=== Records provided ===
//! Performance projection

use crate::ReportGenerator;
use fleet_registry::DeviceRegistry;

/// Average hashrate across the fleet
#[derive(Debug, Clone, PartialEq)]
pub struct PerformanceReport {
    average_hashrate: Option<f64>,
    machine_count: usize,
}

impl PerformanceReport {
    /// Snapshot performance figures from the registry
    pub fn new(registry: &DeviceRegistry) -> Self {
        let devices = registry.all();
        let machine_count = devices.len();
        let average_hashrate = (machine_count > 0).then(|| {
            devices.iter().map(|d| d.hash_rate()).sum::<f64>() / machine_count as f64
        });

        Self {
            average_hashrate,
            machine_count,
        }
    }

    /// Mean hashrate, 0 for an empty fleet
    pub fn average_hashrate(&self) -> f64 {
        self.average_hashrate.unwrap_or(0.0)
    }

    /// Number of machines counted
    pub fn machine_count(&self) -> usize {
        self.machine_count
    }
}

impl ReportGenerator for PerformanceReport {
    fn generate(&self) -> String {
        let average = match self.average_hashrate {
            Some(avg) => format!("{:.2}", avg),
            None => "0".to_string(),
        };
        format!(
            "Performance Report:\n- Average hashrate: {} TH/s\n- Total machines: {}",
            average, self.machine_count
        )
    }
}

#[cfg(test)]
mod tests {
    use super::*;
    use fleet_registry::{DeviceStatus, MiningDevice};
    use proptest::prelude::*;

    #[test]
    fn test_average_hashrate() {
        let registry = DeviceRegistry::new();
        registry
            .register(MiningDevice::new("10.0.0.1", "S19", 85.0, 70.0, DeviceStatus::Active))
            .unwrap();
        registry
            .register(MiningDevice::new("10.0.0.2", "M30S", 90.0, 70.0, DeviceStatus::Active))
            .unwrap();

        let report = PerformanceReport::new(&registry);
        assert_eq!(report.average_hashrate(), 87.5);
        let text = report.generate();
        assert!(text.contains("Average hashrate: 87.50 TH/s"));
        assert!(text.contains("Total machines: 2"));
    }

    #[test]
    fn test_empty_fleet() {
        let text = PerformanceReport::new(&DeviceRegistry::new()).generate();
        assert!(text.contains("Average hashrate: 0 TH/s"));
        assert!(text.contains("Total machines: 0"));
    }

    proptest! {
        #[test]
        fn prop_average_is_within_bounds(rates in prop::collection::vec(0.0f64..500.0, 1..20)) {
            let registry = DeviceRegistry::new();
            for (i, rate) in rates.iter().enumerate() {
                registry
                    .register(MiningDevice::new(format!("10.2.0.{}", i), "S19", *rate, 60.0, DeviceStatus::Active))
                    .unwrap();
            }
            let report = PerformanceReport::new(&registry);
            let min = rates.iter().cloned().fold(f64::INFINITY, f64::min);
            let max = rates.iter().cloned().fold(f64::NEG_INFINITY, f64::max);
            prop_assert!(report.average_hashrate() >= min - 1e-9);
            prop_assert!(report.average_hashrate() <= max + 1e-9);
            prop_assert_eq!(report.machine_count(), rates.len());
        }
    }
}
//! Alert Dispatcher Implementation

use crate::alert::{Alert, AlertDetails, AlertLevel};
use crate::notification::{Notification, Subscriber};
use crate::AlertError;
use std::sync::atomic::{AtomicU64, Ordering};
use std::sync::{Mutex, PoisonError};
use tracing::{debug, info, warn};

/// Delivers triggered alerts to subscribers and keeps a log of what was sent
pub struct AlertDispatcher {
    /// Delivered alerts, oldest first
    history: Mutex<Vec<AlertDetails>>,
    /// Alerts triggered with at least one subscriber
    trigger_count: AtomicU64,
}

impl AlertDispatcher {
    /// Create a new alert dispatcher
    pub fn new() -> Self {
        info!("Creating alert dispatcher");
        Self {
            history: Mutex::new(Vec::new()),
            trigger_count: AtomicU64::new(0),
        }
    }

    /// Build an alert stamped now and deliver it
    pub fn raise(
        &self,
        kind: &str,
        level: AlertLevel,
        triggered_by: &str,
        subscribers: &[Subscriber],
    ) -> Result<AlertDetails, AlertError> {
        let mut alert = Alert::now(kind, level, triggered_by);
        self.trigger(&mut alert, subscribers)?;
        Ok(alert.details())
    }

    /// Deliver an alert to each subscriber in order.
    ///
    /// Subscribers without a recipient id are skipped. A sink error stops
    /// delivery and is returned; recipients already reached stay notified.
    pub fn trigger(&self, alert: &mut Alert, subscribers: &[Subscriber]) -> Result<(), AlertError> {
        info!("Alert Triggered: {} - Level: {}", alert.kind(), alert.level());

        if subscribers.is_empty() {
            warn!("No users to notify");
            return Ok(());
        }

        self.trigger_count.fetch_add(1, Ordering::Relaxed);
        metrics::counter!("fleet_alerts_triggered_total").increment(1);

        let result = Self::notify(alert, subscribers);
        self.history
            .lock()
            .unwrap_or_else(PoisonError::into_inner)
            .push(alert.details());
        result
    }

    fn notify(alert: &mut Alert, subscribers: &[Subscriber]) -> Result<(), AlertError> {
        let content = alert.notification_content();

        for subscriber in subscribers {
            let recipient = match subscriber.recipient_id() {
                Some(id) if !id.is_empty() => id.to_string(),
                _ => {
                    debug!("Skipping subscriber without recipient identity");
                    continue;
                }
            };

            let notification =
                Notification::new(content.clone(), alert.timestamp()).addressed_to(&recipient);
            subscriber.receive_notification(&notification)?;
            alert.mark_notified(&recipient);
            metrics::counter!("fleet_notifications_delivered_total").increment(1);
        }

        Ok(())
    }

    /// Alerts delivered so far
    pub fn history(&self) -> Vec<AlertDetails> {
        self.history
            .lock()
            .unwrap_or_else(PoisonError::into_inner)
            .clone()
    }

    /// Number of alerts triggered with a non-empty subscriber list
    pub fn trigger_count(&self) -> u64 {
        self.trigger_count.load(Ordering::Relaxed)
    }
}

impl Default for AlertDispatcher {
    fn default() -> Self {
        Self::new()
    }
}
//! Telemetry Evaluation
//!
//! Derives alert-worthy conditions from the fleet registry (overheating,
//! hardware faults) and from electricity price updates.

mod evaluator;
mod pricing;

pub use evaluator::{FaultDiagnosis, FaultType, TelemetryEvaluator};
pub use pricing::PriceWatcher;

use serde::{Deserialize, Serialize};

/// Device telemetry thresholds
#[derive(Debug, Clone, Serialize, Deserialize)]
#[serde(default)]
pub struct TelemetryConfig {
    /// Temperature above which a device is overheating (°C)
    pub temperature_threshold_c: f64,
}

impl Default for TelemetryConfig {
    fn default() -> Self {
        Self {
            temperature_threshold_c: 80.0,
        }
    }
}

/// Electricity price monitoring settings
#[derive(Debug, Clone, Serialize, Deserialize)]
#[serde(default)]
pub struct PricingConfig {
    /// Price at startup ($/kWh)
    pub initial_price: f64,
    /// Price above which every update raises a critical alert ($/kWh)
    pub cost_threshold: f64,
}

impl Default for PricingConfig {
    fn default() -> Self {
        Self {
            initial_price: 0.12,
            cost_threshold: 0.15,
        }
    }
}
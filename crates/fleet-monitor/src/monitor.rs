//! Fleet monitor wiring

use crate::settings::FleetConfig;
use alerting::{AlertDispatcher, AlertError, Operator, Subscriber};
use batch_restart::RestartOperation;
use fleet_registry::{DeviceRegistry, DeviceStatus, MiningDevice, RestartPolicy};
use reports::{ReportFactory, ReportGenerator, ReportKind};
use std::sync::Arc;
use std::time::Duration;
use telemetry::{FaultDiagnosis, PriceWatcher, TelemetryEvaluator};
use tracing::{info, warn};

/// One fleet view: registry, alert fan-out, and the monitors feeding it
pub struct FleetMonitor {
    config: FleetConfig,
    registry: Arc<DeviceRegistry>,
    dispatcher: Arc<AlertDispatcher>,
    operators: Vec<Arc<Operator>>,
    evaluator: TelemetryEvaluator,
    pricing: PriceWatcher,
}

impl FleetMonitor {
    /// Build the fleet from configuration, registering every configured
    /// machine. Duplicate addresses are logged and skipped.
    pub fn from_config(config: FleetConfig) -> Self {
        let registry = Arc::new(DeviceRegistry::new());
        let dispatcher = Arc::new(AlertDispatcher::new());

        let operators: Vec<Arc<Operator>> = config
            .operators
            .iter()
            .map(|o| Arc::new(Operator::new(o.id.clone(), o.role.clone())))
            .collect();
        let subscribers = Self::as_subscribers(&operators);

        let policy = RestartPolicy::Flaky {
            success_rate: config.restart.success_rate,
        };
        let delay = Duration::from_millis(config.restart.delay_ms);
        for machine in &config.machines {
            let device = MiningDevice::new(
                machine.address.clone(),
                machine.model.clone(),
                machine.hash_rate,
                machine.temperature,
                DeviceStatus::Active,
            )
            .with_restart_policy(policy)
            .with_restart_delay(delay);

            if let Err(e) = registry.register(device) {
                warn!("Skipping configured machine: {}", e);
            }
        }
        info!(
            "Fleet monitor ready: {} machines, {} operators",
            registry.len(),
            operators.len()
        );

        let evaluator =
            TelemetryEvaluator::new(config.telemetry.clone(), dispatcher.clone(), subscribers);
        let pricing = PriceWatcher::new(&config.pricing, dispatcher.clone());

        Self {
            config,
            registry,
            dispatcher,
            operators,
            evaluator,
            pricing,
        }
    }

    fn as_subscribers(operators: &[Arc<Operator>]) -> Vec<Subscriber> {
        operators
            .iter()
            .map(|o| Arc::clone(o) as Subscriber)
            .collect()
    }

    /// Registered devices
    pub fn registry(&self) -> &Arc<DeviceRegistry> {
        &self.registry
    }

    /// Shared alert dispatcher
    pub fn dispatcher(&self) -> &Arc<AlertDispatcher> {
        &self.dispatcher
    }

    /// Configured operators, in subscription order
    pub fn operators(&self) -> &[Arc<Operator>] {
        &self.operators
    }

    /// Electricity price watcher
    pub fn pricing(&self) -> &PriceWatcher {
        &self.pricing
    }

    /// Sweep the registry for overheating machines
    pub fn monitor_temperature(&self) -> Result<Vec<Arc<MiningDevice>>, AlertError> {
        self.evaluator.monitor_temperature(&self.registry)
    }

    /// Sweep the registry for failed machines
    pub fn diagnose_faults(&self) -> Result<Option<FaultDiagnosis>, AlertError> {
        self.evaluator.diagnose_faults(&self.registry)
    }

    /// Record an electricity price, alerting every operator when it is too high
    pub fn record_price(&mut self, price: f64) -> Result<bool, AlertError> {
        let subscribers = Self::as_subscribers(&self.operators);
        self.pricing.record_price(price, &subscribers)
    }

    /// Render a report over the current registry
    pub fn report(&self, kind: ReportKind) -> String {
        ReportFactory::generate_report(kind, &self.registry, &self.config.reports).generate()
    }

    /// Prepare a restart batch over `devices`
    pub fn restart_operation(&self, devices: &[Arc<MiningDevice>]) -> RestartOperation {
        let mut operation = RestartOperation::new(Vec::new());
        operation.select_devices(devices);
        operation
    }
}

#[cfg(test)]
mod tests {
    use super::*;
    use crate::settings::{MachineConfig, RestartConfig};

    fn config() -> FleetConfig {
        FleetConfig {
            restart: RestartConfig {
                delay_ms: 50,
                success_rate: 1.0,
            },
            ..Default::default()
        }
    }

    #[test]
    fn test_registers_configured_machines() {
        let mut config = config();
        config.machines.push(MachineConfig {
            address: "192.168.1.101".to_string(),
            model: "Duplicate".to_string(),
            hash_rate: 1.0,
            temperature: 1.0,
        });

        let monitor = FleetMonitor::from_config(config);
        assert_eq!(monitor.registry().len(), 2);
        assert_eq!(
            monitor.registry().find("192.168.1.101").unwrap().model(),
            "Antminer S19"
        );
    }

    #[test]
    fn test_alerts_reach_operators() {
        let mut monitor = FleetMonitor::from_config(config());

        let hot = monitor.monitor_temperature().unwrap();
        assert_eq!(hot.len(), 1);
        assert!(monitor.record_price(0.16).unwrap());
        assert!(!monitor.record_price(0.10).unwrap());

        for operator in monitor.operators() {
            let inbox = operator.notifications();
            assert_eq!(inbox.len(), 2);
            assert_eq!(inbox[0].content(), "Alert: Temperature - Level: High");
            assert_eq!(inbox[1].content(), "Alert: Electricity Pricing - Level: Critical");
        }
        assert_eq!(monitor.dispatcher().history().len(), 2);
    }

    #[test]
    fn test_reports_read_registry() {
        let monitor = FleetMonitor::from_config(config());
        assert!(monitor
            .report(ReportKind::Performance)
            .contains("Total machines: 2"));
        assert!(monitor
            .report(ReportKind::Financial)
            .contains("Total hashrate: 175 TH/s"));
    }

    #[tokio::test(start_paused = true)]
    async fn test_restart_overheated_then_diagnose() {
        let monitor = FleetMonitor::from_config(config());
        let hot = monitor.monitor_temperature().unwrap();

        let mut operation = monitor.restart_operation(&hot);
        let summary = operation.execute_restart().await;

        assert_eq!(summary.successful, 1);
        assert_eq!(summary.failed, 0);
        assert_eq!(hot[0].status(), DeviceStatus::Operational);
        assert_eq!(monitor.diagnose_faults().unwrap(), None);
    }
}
===
• _How to complete this task_: Wherever the string "every" turns up in the material, copy the whole line.

• _Task solution_:
    /// Price above which every update raises a critical alert ($/kWh)
    /// Build the fleet from configuration, registering every configured
    /// Record an electricity price, alerting every operator when it is too high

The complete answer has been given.